Keeping the data center’s inventory or configuration management database (CMDB) up to date proves one of the more challenging tasks in data center management. Vendors from HPE, CA, and ServiceNow have all invested an untold amount of money in solving the challenge with products and tools.
CMDBs are the systems of record for the enterprise data center, but they can also prove a major stumbling block to managing a successful cloud implementation. Before undertaking any private cloud implementation, data center managers must first understand the health of their CMDB.
Orchestration and automation
Self-provisioning reduces the friction in delivering IT services. Self-provisioning is also one of the hallmarks of cloud computing. End-users leverage either a self-service portal or API to consume IT infrastructure and services. To enable self-provisioning, IT managers deploy automation and orchestration. After an end-user selects an IT service from a service catalog, orchestration tools coordinate the tasks required to implement the service. The mechanism for task execution consists of automation tasks.
SEE: Special report: The cloud v. data center decision (free PDF) (TechRepublic)
Why is the CMDB so important for orchestration and automation? The simple answer–the CMDB represents the “what” of automation and orchestration. The CMDB represents the inventory and configuration of existing and new configuration items (CI). Configuration items include simple things such as a physical server or a complex object such as an enterprise application.

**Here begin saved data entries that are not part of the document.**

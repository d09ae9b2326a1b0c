//! List artists command handler

use crate::apt::AptProfile;
use crate::config::Config;
use crate::db::Store;

pub async fn cmd_list_artists(config: &Config) -> anyhow::Result<()> {
    let store = Store::from_config(config).await?;
    let artists = store.list_artists().await?;

    if artists.is_empty() {
        println!("No artists yet.");
        println!();
        println!("Add one with: sayu-apt add \"artist name\"");
        return Ok(());
    }

    let now = chrono::Utc::now().to_rfc3339();
    let classified = artists.iter().filter(|a| a.is_classified()).count();

    println!(
        "Artists ({} total, {} classified)",
        artists.len(),
        classified
    );
    println!("{:-<70}", "");

    for artist in &artists {
        let summary = match artist.apt_profile.as_deref() {
            None => "○ unclassified".to_string(),
            Some(raw) => match AptProfile::parse_stored(raw, &now) {
                Ok(stored) => {
                    let legacy = if stored.was_migrated() { " (legacy)" } else { "" };
                    let profile = stored.profile();
                    let code = profile
                        .primary()
                        .map_or_else(|| "?".to_string(), |c| c.to_string());
                    let lock = if profile.is_protected() { " 🔒" } else { "" };
                    format!(
                        "✓ {code} {:.0}%{lock}{legacy}",
                        profile.meta.confidence * 100.0
                    )
                }
                Err(_) => "⚠ invalid profile".to_string(),
            },
        };

        println!("[{:>4}] {:<40} {summary}", artist.id, artist.name);
    }

    println!();
    println!("Legend: ✓ Classified | ○ Pending | 🔒 Protected");

    Ok(())
}
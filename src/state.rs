use std::sync::Arc;

use anyhow::Context;

use crate::apt::AxisScorer;
use crate::apt::resolver::ResolverSettings;
use crate::clients::{Collector, build_collectors};
use crate::config::Config;
use crate::db::Store;

/// Everything a classification run needs, passed explicitly.
///
/// Collectors carry their own rate limiters, so one context shared by a
/// whole batch keeps every source under its configured request rate.
#[derive(Clone)]
pub struct ClassificationContext {
    pub config: Arc<Config>,

    pub store: Store,

    pub collectors: Vec<Arc<dyn Collector>>,

    pub scorer: Arc<AxisScorer>,
}

impl ClassificationContext {
    /// Connects to the database and builds every enabled collector.
    pub async fn from_config(config: Config) -> anyhow::Result<Self> {
        let store = Store::from_config(&config).await?;
        let collectors = build_collectors(&config).context("Failed to build collectors")?;
        Self::with_collectors(config, store, collectors)
    }

    pub fn with_collectors(
        config: Config,
        store: Store,
        collectors: Vec<Arc<dyn Collector>>,
    ) -> anyhow::Result<Self> {
        let scorer = AxisScorer::standard().context("Failed to compile rule table")?;

        Ok(Self {
            config: Arc::new(config),
            store,
            collectors,
            scorer: Arc::new(scorer),
        })
    }

    #[must_use]
    pub fn resolver_settings(&self) -> ResolverSettings {
        ResolverSettings::from(&self.config.classification)
    }
}
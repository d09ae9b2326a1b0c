pub mod cache {

    pub const EVIDENCE_TTL_HOURS: i64 = 24;
}

pub mod profile {

    pub const SCHEMA_VERSION: u32 = 1;

    /// `meta.source` written by the automatic pipeline
    pub const PIPELINE_SOURCE: &str = "rule_based_v1";

    pub const METHOD_RULE_TABLE: &str = "rule_table_euclidean";

    pub const METHOD_NEUTRAL_TIEBREAK: &str = "rule_table_neutral_tiebreak";

    pub const METHOD_LEGACY_MIGRATION: &str = "legacy_migration";

    pub const EXPERT_PRESET_SOURCE: &str = "expert_preset";

    /// Profiles carrying one of these sources are never overwritten without force
    pub const PROTECTED_SOURCES: &[&str] = &[EXPERT_PRESET_SOURCE, "manual_curation"];
}

pub mod sources {

    pub const WIKIPEDIA: &str = "wikipedia";

    pub const MET_MUSEUM: &str = "met_museum";

    pub const PAGEVIEWS: &str = "pageviews";
}
use crate::apt::EvidenceRecord;
use crate::entities::{evidence_cache, prelude::*};
use anyhow::Result;
use sea_orm::sea_query::OnConflict;
use sea_orm::{ColumnTrait, DatabaseConnection, EntityTrait, QueryFilter, Set};
use tracing::debug;

/// A cached collector answer. Transport failures are never cached.
#[derive(Debug, Clone, PartialEq)]
pub enum CachedEvidence {
    Found(EvidenceRecord),
    NotFound,
}

pub struct CacheRepository {
    conn: DatabaseConnection,
}

impl CacheRepository {
    #[must_use]
    pub const fn new(conn: DatabaseConnection) -> Self {
        Self { conn }
    }

    pub async fn get_fresh(&self, source: &str, lookup_key: &str) -> Result<Option<CachedEvidence>> {
        let now = chrono::Utc::now().to_rfc3339();

        let entry = EvidenceCache::find()
            .filter(evidence_cache::Column::Source.eq(source))
            .filter(evidence_cache::Column::LookupKey.eq(lookup_key))
            .filter(evidence_cache::Column::ExpiresAt.gt(&now))
            .one(&self.conn)
            .await?;

        let Some(entry) = entry else {
            return Ok(None);
        };

        match entry.payload {
            None => Ok(Some(CachedEvidence::NotFound)),
            Some(payload) => match serde_json::from_str::<EvidenceRecord>(&payload) {
                Ok(record) => Ok(Some(CachedEvidence::Found(record))),
                Err(e) => {
                    debug!(source, lookup_key, error = %e, "Ignoring unreadable cache entry");
                    Ok(None)
                }
            },
        }
    }

    pub async fn put(
        &self,
        source: &str,
        lookup_key: &str,
        evidence: &CachedEvidence,
        ttl_hours: i64,
    ) -> Result<()> {
        let payload = match evidence {
            CachedEvidence::Found(record) => Some(serde_json::to_string(record)?),
            CachedEvidence::NotFound => None,
        };

        let now = chrono::Utc::now();
        let expires_at = now + chrono::Duration::hours(ttl_hours.max(0));

        let active_model = evidence_cache::ActiveModel {
            source: Set(source.to_string()),
            lookup_key: Set(lookup_key.to_string()),
            payload: Set(payload),
            fetched_at: Set(now.to_rfc3339()),
            expires_at: Set(expires_at.to_rfc3339()),
            ..Default::default()
        };

        EvidenceCache::insert(active_model)
            .on_conflict(
                OnConflict::columns([
                    evidence_cache::Column::Source,
                    evidence_cache::Column::LookupKey,
                ])
                .update_columns([
                    evidence_cache::Column::Payload,
                    evidence_cache::Column::FetchedAt,
                    evidence_cache::Column::ExpiresAt,
                ])
                .to_owned(),
            )
            .exec_without_returning(&self.conn)
            .await?;

        Ok(())
    }

    /// Drops expired entries; returns how many were removed.
    pub async fn purge_expired(&self) -> Result<u64> {
        let now = chrono::Utc::now().to_rfc3339();
        let result = EvidenceCache::delete_many()
            .filter(evidence_cache::Column::ExpiresAt.lte(now))
            .exec(&self.conn)
            .await?;
        Ok(result.rows_affected)
    }
}
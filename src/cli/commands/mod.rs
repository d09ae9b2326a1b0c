mod add;
mod classify;
mod curate;
mod init;
mod list;
mod migrate;
mod reset;
mod show;

pub use add::cmd_add_artist;
pub use classify::{ClassifyArgs, cmd_classify, cmd_classify_one};
pub use curate::cmd_curate;
pub use init::cmd_init;
pub use list::cmd_list_artists;
pub use migrate::cmd_migrate_legacy;
pub use reset::cmd_reset;
pub use show::cmd_show_artist;

use crate::config::Config;
use crate::services::SeaOrmClassificationService;
use crate::state::ClassificationContext;

async fn build_classification_service(
    config: &Config,
) -> anyhow::Result<SeaOrmClassificationService> {
    let ctx = ClassificationContext::from_config(config.clone()).await?;
    Ok(SeaOrmClassificationService::new(&ctx))
}

fn parse_artist_id(id_str: &str) -> anyhow::Result<crate::domain::ArtistId> {
    use anyhow::Context;
    let id: i32 = id_str.parse().context("Invalid artist ID")?;
    Ok(crate::domain::ArtistId::new(id))
}
//! Add artist command handler

use anyhow::Context;

use crate::config::Config;
use crate::db::Store;
use crate::models::artist::NewArtist;

pub async fn cmd_add_artist(config: &Config, artist: NewArtist) -> anyhow::Result<()> {
    if artist.name.trim().is_empty() {
        anyhow::bail!("Artist name must not be empty");
    }

    let store = Store::from_config(config).await?;
    let id = store
        .add_artist(&artist)
        .await
        .context("Failed to add artist")?;

    println!("✓ Added {} (ID: {id})", artist.name.trim());
    println!("  Classify it with: sayu-apt classify-one {id}");
    Ok(())
}
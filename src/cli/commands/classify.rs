//! Classification command handlers

use metrics_exporter_prometheus::PrometheusHandle;

use crate::apt::AptProfile;
use crate::config::Config;
use crate::domain::{Worklist, WriteMode};
use crate::services::{
    BatchOptions, BatchReport, ClassificationError, ClassificationService, ClassifyOptions,
    ClassifyOutcome,
};

pub struct ClassifyArgs {
    pub all: bool,
    pub limit: Option<u64>,
    pub force: bool,
    pub parallelism: Option<usize>,
}

pub async fn cmd_classify(
    config: &Config,
    args: ClassifyArgs,
    metrics: Option<&PrometheusHandle>,
) -> anyhow::Result<()> {
    let service = super::build_classification_service(config).await?;

    let options = BatchOptions {
        worklist: if args.all {
            Worklist::All
        } else {
            Worklist::Unclassified
        },
        limit: args.limit,
        mode: WriteMode::from_force_flag(args.force),
        parallelism: args.parallelism,
    };

    println!("Classifying artists...");
    let report = service.classify_batch(options).await?;
    print_report(&report);

    if let Some(handle) = metrics {
        write_metrics_snapshot(config, handle).await;
    }

    if let Some(reason) = report.aborted {
        anyhow::bail!("Batch aborted: {reason}");
    }

    Ok(())
}

pub async fn cmd_classify_one(
    config: &Config,
    id_str: &str,
    force: bool,
    dry_run: bool,
) -> anyhow::Result<()> {
    let id = super::parse_artist_id(id_str)?;
    let service = super::build_classification_service(config).await?;

    let options = ClassifyOptions {
        mode: WriteMode::from_force_flag(force),
        dry_run,
    };

    match service.classify_artist(id, options).await {
        Ok(ClassifyOutcome::Undetermined { reasoning }) => {
            println!("⚠ Artist {id} left unclassified: scores too close to neutral");
            println!("  {reasoning}");
        }
        Ok(ClassifyOutcome::SkippedClaimed) => {
            println!("⚠ Artist {id} is being classified by another worker");
        }
        Ok(outcome) => {
            let Some(classification) = outcome.classification() else {
                return Ok(());
            };
            let heading = match &outcome {
                ClassifyOutcome::DryRun(_) => "Dry run (not stored)",
                ClassifyOutcome::Unchanged(_) => "✓ Profile unchanged",
                _ => "✓ Profile stored",
            };
            println!("{heading}");
            print_profile(&classification.profile);
            for discarded in &classification.discarded {
                println!("  ⚠ {} ignored: {}", discarded.source, discarded.reason);
            }
        }
        Err(ClassificationError::ProtectedProfile(_)) => {
            println!("⚠ Artist {id} has an expert preset. Use --force to overwrite it.");
        }
        Err(e) => return Err(e.into()),
    }

    Ok(())
}

fn print_profile(profile: &AptProfile) {
    println!("{:-<60}", "");
    for entry in &profile.primary_types {
        println!(
            "  #{} {} {:>5.1}%  {}",
            entry.rank,
            entry.code,
            entry.weight * 100.0,
            entry.code.info().title
        );
    }
    let dims = &profile.dimensions;
    println!(
        "  L_S {:.2} | A_R {:.2} | E_M {:.2} | F_C {:.2}",
        dims.l_s, dims.a_r, dims.e_m, dims.f_c
    );
    println!("  Confidence: {:.3}", profile.meta.confidence);
    println!("  Method:     {}", profile.meta.classification_method);
    if !profile.meta.data_sources.is_empty() {
        println!("  Sources:    {}", profile.meta.data_sources.join(", "));
    }
    println!("  Reasoning:  {}", profile.meta.reasoning);
}

fn print_report(report: &BatchReport) {
    println!();
    println!("Batch Summary");
    println!("{:-<60}", "");
    println!("Processed:          {}", report.processed());
    println!("Written:            {}", report.written);
    println!("Unchanged:          {}", report.unchanged);
    println!("Undetermined:       {}", report.undetermined);
    println!("Protected (kept):   {}", report.rejected_protected);
    println!("Claimed elsewhere:  {}", report.skipped_claimed);
    println!("Failed:             {}", report.failures.len());
    println!("Elapsed:            {:.1}s", report.elapsed.as_secs_f64());

    if !report.failures.is_empty() {
        println!();
        println!("Failures:");
        for (id, reason) in &report.failures {
            println!("  ✗ [{id}] {reason}");
        }
    }
}

async fn write_metrics_snapshot(config: &Config, handle: &PrometheusHandle) {
    let Some(path) = config.observability.metrics_path.as_deref() else {
        return;
    };

    if let Some(parent) = std::path::Path::new(path).parent() {
        if !parent.as_os_str().is_empty() {
            tokio::fs::create_dir_all(parent).await.ok();
        }
    }

    match tokio::fs::write(path, handle.render()).await {
        Ok(()) => tracing::debug!(path = %path, "Wrote metrics snapshot"),
        Err(e) => tracing::warn!(path = %path, error = %e, "Failed to write metrics snapshot"),
    }
}
use sea_orm::entity::prelude::*;

#[derive(Clone, Debug, PartialEq, Eq, DeriveEntityModel)]
#[sea_orm(table_name = "classification_claims")]
pub struct Model {
    #[sea_orm(primary_key, auto_increment = false)]
    pub artist_id: i32,
    pub worker_id: String,
    pub claimed_at: String,
}

#[derive(Copy, Clone, Debug, EnumIter, DeriveRelation)]
pub enum Relation {}

impl ActiveModelBehavior for ActiveModel {}
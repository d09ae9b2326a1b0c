use super::axis::{Axis, Pole};
use serde::{Deserialize, Deserializer, Serialize, Serializer};
use std::fmt;
use std::str::FromStr;

/// Static reference data attached to each archetype code.
#[derive(Debug, Clone, Copy, PartialEq, Eq)]
pub struct ArchetypeInfo {
    pub title: &'static str,
    pub title_ko: &'static str,
    pub animal: &'static str,
    pub animal_ko: &'static str,
    pub description: &'static str,
}

/// One of the 16 corners of the four-axis hypercube.
#[derive(Debug, Clone, Copy, PartialEq, Eq, Hash, PartialOrd, Ord)]
pub enum ArchetypeCode {
    Laef,
    Laec,
    Lamf,
    Lamc,
    Lref,
    Lrec,
    Lrmf,
    Lrmc,
    Saef,
    Saec,
    Samf,
    Samc,
    Sref,
    Srec,
    Srmf,
    Srmc,
}

impl ArchetypeCode {
    pub const ALL: [Self; 16] = [
        Self::Laef,
        Self::Laec,
        Self::Lamf,
        Self::Lamc,
        Self::Lref,
        Self::Lrec,
        Self::Lrmf,
        Self::Lrmc,
        Self::Saef,
        Self::Saec,
        Self::Samf,
        Self::Samc,
        Self::Sref,
        Self::Srec,
        Self::Srmf,
        Self::Srmc,
    ];

    #[must_use]
    pub const fn as_str(self) -> &'static str {
        match self {
            Self::Laef => "LAEF",
            Self::Laec => "LAEC",
            Self::Lamf => "LAMF",
            Self::Lamc => "LAMC",
            Self::Lref => "LREF",
            Self::Lrec => "LREC",
            Self::Lrmf => "LRMF",
            Self::Lrmc => "LRMC",
            Self::Saef => "SAEF",
            Self::Saec => "SAEC",
            Self::Samf => "SAMF",
            Self::Samc => "SAMC",
            Self::Sref => "SREF",
            Self::Srec => "SREC",
            Self::Srmf => "SRMF",
            Self::Srmc => "SRMC",
        }
    }

    /// Position in [`Self::ALL`].
    #[must_use]
    pub const fn ordinal(self) -> usize {
        self as usize
    }

    /// The four poles spelled by the code, in axis order.
    #[must_use]
    pub fn poles(self) -> [Pole; 4] {
        let bytes = self.as_str().as_bytes();
        Axis::ALL.map(|axis| {
            let letter = char::from(bytes[axis.index()]);
            if letter == axis.low_pole().letter() {
                axis.low_pole()
            } else {
                axis.high_pole()
            }
        })
    }

    #[must_use]
    pub fn pole(self, axis: Axis) -> Pole {
        self.poles()[axis.index()]
    }

    /// Builds a code from one pole per axis.
    #[must_use]
    pub fn from_poles(poles: [Pole; 4]) -> Option<Self> {
        let code: String = poles.iter().map(|p| p.letter()).collect();
        code.parse().ok()
    }

    /// Normalizes legacy codes whose letters were stored out of axis order
    /// (e.g. `RMCL`). Requires exactly one letter per axis.
    #[must_use]
    pub fn from_scrambled(raw: &str) -> Option<Self> {
        let trimmed = raw.trim();
        if trimmed.chars().count() != 4 {
            return None;
        }

        let mut slots: [Option<Pole>; 4] = [None; 4];
        for letter in trimmed.chars() {
            let pole = Pole::from_letter(letter)?;
            let slot = &mut slots[pole.axis().index()];
            if slot.is_some() {
                return None;
            }
            *slot = Some(pole);
        }

        let [Some(a), Some(b), Some(c), Some(d)] = slots else {
            return None;
        };
        Self::from_poles([a, b, c, d])
    }

    #[must_use]
    pub const fn info(self) -> ArchetypeInfo {
        match self {
            Self::Laef => ArchetypeInfo {
                title: "The Intuitive Wanderer",
                title_ko: "몽환적 방랑자",
                animal: "fox",
                animal_ko: "여우",
                description: "Your soul speaks in colors and whispers",
            },
            Self::Laec => ArchetypeInfo {
                title: "The Contemplative Scholar",
                title_ko: "감성 큐레이터",
                animal: "cat",
                animal_ko: "고양이",
                description: "Finding profound meaning in artistic silence",
            },
            Self::Lamf => ArchetypeInfo {
                title: "The Philosophical Drifter",
                title_ko: "직관적 탐구자",
                animal: "owl",
                animal_ko: "올빼미",
                description: "Seeking truth through artistic wandering",
            },
            Self::Lamc => ArchetypeInfo {
                title: "The Systematic Theorist",
                title_ko: "철학적 수집가",
                animal: "turtle",
                animal_ko: "거북이",
                description: "Decoding the language of abstraction",
            },
            Self::Lref => ArchetypeInfo {
                title: "The Romantic Observer",
                title_ko: "고독한 관찰자",
                animal: "chameleon",
                animal_ko: "카멜레온",
                description: "Finding poetry in painted life",
            },
            Self::Lrec => ArchetypeInfo {
                title: "The Detail Devotee",
                title_ko: "섬세한 감정가",
                animal: "hedgehog",
                animal_ko: "고슴도치",
                description: "Reading emotions in every brushstroke",
            },
            Self::Lrmf => ArchetypeInfo {
                title: "The Documentary Wanderer",
                title_ko: "디지털 탐험가",
                animal: "octopus",
                animal_ko: "문어",
                description: "Collecting visual truths freely",
            },
            Self::Lrmc => ArchetypeInfo {
                title: "The Technical Master",
                title_ko: "학구적 연구자",
                animal: "beaver",
                animal_ko: "비버",
                description: "Decoding mastery in solitude",
            },
            Self::Saef => ArchetypeInfo {
                title: "The Expressive Connector",
                title_ko: "감성 나눔이",
                animal: "butterfly",
                animal_ko: "나비",
                description: "Sharing wonder with kindred spirits",
            },
            Self::Saec => ArchetypeInfo {
                title: "The Empathetic Guide",
                title_ko: "예술 네트워커",
                animal: "penguin",
                animal_ko: "펭귄",
                description: "Leading others through emotional landscapes",
            },
            Self::Samf => ArchetypeInfo {
                title: "The Idea Catalyst",
                title_ko: "영감 전도사",
                animal: "parrot",
                animal_ko: "앵무새",
                description: "Sparking intellectual adventures together",
            },
            Self::Samc => ArchetypeInfo {
                title: "The Knowledge Architect",
                title_ko: "문화 기획자",
                animal: "deer",
                animal_ko: "사슴",
                description: "Building understanding through shared analysis",
            },
            Self::Sref => ArchetypeInfo {
                title: "The Story Sharer",
                title_ko: "열정적 관람자",
                animal: "dog",
                animal_ko: "강아지",
                description: "Weaving human connections through art",
            },
            Self::Srec => ArchetypeInfo {
                title: "The Emotional Curator",
                title_ko: "따뜻한 안내자",
                animal: "duck",
                animal_ko: "오리",
                description: "Orchestrating shared feeling through art",
            },
            Self::Srmf => ArchetypeInfo {
                title: "The Cultural Explorer",
                title_ko: "지식 멘토",
                animal: "elephant",
                animal_ko: "코끼리",
                description: "Discovering society through shared observation",
            },
            Self::Srmc => ArchetypeInfo {
                title: "The Exhibition Educator",
                title_ko: "체계적 교육자",
                animal: "eagle",
                animal_ko: "독수리",
                description: "Building collective understanding systematically",
            },
        }
    }
}

impl fmt::Display for ArchetypeCode {
    fn fmt(&self, f: &mut fmt::Formatter<'_>) -> fmt::Result {
        f.write_str(self.as_str())
    }
}

#[derive(Debug, Clone, PartialEq, Eq, thiserror::Error)]
#[error("unknown archetype code: {0}")]
pub struct UnknownArchetype(pub String);

impl FromStr for ArchetypeCode {
    type Err = UnknownArchetype;

    fn from_str(s: &str) -> Result<Self, Self::Err> {
        let upper = s.trim().to_ascii_uppercase();
        Self::ALL
            .into_iter()
            .find(|c| c.as_str() == upper)
            .ok_or_else(|| UnknownArchetype(s.to_string()))
    }
}

impl Serialize for ArchetypeCode {
    fn serialize<S>(&self, serializer: S) -> Result<S::Ok, S::Error>
    where
        S: Serializer,
    {
        serializer.serialize_str(self.as_str())
    }
}

impl<'de> Deserialize<'de> for ArchetypeCode {
    fn deserialize<D>(deserializer: D) -> Result<Self, D::Error>
    where
        D: Deserializer<'de>,
    {
        let raw = String::deserialize(deserializer)?;
        raw.parse().map_err(serde::de::Error::custom)
    }
}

If the CMDB isn’t accurate or up to date the best-case scenario defaults to the failure of an automation script. The worst-case scenario is a service-request resulting in a system outage or data corruption. An accurate CMDB reduces the risk of an adverse impact from automation.
Multiple sources of truth
Complex environments require extremely robust CMDB solutions. I’ve not worked for a webscale cloud provider, but I’d assume that the CMDB of a company like Amazon Web Services, Microsoft Azure, or Google Cloud consists of custom code and systems. The enterprise presents a unique challenge for a single system of record for the CMDB.
Most enterprise data centers designs don’t account for automation. Each infrastructure silo has one or more CMDB. For example, the server virtualization system deploys a CMDB to keep track of inventory and system movement. The same data center may have a CMDB for firewalls and yet another for data center switches and routers. Couple these four with CMDBs for enterprise applications and storage systems. Each one of these configuration sources must update the central CMDB. In turn, the central CMDB may need to update each of these independent inventories.
Anyone who has performed any real-time extract, transform, and load (ETL) processes between two systems understands the pain of maintaining state between CMDBs with completely different database schemas and architectures.
The way forward
IT service management is just one of many reasons I’m not a fan of private cloud in the non-tech enterprise. Even the most well-engineered systems break at scale. Data center managers still wanting to pursue private cloud must first tighten their CMDB technologies and processes.
The starting place is understanding the CMDB sources and the dependencies of CIs in-scope for orchestration. Once the dependencies are identified, engineers must work with orchestration and automation vendors to understand how potential products integrate with existing CMDBs. Take automation slowly, starting with simple tasks such as deploying virtual machines in test and development and gradually working up to non-critical production systems.
Depending on the size and complexity of the environment, be prepared for a long journey to the private cloud.